----- DATA

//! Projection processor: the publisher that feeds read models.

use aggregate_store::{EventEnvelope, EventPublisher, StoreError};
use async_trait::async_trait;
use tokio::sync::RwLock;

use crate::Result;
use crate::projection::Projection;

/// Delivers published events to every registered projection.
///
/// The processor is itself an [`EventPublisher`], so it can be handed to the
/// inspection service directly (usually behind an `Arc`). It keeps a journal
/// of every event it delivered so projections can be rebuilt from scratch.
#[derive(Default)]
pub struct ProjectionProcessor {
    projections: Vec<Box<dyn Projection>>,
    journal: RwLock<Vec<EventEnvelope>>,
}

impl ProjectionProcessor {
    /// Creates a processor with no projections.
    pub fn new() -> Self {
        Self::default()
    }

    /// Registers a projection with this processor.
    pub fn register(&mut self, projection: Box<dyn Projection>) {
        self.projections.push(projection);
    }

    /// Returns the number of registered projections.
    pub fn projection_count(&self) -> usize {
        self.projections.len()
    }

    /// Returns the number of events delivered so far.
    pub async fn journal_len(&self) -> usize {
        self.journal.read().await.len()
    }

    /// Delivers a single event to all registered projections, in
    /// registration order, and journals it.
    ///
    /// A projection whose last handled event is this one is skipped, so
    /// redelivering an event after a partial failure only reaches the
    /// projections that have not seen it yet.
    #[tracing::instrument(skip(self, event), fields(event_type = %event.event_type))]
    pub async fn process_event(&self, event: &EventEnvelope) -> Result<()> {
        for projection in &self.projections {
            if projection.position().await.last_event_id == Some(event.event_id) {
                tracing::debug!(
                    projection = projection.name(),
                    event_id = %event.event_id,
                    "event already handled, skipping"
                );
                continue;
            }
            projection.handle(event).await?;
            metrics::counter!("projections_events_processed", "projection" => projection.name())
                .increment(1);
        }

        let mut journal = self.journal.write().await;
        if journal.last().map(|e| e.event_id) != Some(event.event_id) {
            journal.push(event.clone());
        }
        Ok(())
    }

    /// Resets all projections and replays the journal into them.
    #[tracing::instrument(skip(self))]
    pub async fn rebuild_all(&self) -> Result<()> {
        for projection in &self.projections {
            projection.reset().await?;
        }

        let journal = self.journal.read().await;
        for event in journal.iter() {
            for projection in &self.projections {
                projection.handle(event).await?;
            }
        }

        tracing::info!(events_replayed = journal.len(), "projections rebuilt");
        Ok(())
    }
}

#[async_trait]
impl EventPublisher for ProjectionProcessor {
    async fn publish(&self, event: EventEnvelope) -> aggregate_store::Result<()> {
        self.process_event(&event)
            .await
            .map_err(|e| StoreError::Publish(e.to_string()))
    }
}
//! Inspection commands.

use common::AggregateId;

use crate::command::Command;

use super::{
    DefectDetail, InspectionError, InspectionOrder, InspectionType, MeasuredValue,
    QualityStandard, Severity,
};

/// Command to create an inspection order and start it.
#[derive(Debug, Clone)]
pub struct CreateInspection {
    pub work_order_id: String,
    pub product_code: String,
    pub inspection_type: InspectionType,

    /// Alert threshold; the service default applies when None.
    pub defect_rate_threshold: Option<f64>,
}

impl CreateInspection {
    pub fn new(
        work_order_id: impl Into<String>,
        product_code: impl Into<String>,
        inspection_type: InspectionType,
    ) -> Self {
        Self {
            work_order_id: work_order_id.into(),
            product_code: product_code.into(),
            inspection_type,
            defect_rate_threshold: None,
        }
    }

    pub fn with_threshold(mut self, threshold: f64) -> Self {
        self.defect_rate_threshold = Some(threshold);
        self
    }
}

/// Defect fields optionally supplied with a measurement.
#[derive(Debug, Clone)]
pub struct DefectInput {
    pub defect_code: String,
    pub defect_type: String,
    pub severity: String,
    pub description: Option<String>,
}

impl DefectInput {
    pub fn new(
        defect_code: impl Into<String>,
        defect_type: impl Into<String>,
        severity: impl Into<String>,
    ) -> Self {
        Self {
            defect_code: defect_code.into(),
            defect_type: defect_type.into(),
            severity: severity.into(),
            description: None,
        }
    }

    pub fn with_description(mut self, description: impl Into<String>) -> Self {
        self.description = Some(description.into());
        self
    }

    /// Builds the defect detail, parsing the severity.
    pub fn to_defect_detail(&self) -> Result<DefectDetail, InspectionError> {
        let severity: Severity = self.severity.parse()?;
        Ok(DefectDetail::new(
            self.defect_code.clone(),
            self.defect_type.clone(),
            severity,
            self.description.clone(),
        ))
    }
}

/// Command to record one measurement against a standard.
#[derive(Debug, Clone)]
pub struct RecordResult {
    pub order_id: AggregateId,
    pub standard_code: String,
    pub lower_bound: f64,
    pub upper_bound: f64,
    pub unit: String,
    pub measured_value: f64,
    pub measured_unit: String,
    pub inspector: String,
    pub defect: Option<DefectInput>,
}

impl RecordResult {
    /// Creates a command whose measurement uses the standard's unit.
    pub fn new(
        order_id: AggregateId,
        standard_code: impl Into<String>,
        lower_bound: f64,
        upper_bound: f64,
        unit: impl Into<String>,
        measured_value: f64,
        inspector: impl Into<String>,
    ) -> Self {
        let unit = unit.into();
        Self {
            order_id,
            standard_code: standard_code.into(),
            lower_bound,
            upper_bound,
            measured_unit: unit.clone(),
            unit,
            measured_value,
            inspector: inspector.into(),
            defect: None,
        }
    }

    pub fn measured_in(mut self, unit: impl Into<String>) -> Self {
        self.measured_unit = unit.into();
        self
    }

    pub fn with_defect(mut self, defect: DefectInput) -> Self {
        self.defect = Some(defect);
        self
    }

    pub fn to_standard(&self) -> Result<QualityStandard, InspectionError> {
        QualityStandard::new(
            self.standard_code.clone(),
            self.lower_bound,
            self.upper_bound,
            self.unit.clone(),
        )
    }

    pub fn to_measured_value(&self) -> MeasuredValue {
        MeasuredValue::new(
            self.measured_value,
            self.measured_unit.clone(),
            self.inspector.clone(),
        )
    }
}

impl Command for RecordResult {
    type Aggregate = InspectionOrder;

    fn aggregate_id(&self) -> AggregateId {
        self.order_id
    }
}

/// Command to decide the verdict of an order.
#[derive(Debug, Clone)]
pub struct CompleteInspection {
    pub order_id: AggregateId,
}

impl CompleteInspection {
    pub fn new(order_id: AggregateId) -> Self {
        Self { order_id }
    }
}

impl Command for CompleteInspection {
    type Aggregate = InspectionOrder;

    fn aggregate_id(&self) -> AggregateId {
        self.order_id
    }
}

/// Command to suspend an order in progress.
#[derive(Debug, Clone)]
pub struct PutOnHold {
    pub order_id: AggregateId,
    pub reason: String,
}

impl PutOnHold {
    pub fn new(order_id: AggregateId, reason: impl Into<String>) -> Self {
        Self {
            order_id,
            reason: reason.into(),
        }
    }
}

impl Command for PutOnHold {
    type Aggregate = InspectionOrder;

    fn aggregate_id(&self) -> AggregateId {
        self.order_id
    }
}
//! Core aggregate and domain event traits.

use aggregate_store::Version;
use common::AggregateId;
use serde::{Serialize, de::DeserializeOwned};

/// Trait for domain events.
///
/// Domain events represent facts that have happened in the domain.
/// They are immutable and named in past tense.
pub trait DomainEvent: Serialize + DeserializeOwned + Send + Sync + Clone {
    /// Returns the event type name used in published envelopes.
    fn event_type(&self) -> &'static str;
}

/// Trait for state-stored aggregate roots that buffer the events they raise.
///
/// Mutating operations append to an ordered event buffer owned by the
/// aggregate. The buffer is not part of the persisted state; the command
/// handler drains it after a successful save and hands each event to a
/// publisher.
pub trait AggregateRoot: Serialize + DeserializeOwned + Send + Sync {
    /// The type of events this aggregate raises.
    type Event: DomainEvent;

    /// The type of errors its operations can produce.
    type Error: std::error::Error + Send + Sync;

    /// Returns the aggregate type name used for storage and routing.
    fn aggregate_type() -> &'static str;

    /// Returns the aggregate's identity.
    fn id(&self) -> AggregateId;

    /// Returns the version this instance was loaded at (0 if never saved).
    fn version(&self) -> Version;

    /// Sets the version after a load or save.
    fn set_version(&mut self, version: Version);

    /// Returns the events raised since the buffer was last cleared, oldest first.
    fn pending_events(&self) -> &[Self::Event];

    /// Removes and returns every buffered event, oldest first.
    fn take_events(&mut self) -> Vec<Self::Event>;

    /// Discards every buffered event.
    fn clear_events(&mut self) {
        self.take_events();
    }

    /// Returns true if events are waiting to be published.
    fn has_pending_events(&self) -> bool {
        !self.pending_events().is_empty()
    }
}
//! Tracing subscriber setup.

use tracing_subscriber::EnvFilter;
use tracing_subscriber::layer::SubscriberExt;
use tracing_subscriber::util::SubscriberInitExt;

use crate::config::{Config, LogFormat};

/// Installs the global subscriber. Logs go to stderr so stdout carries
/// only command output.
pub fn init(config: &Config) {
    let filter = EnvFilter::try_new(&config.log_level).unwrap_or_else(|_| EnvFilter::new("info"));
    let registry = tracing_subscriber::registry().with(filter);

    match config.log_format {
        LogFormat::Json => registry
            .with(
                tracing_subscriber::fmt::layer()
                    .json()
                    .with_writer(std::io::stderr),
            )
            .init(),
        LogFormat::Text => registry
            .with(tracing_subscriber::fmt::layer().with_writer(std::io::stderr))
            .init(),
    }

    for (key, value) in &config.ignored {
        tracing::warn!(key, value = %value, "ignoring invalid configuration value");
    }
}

----------

### [YOUR TASK]
Compute the number of lines above that contain the string "EnvFilter". Reply with that value only.

### [OUTPUT FOR THIS TASK]
2